(Stored data entries)
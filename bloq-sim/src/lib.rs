//! Evolution engine for 1–2 qubit circuits
//!
//! [`EvolutionEngine`] runs a [`Circuit`](bloq_core::Circuit) gate by gate,
//! evolving a density matrix (and, while no noise has been applied, a
//! parallel state vector) and emitting one [`Snapshot`](bloq_core::Snapshot)
//! per step with the focus qubit's Bloch vector, purity and probabilities.
//!
//! # Example
//!
//! ```
//! use bloq_core::{Circuit, Gate};
//! use bloq_sim::{EngineConfig, EvolutionEngine};
//!
//! let mut circuit = Circuit::new(1).unwrap();
//! circuit.append(Gate::new("H", [0])).unwrap();
//!
//! let engine = EvolutionEngine::new(EngineConfig::default()).unwrap();
//! let snapshots = engine.simulate(&circuit, None, None).unwrap();
//!
//! assert_eq!(snapshots.len(), 2);
//! assert!((snapshots[1].bloch.x() - 1.0).abs() < 1e-9);
//! ```

pub mod engine;

pub use engine::{
    compile_circuit, compile_gate, Action, CompiledGate, EngineConfig, EvolutionEngine, Result,
    SimulationError, SnapshotSimulator,
};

> Task
Every line of the data must be reproduced exactly.

> Answer to this problem
filename bloq-sim/src/lib.rs
//! Evolution engine for 1–2 qubit circuits
//!
//! [`EvolutionEngine`] runs a [`Circuit`](bloq_core::Circuit) gate by gate,
//! evolving a density matrix (and, while no noise has been applied, a
//! parallel state vector) and emitting one [`Snapshot`](bloq_core::Snapshot)
//! per step with the focus qubit's Bloch vector, purity and probabilities.
//!
//! # Example
//!
//! ```
//! use bloq_core::{Circuit, Gate};
//! use bloq_sim::{EngineConfig, EvolutionEngine};
//!
//! let mut circuit = Circuit::new(1).unwrap();
//! circuit.append(Gate::new("H", [0])).unwrap();
//!
//! let engine = EvolutionEngine::new(EngineConfig::default()).unwrap();
//! let snapshots = engine.simulate(&circuit, None, None).unwrap();
//!
//! assert_eq!(snapshots.len(), 2);
//! assert!((snapshots[1].bloch.x() - 1.0).abs() < 1e-9);
//! ```

pub mod engine;

pub use engine::{
    compile_circuit, compile_gate, Action, CompiledGate, EngineConfig, EvolutionEngine, Result,
    SimulationError, SnapshotSimulator,
};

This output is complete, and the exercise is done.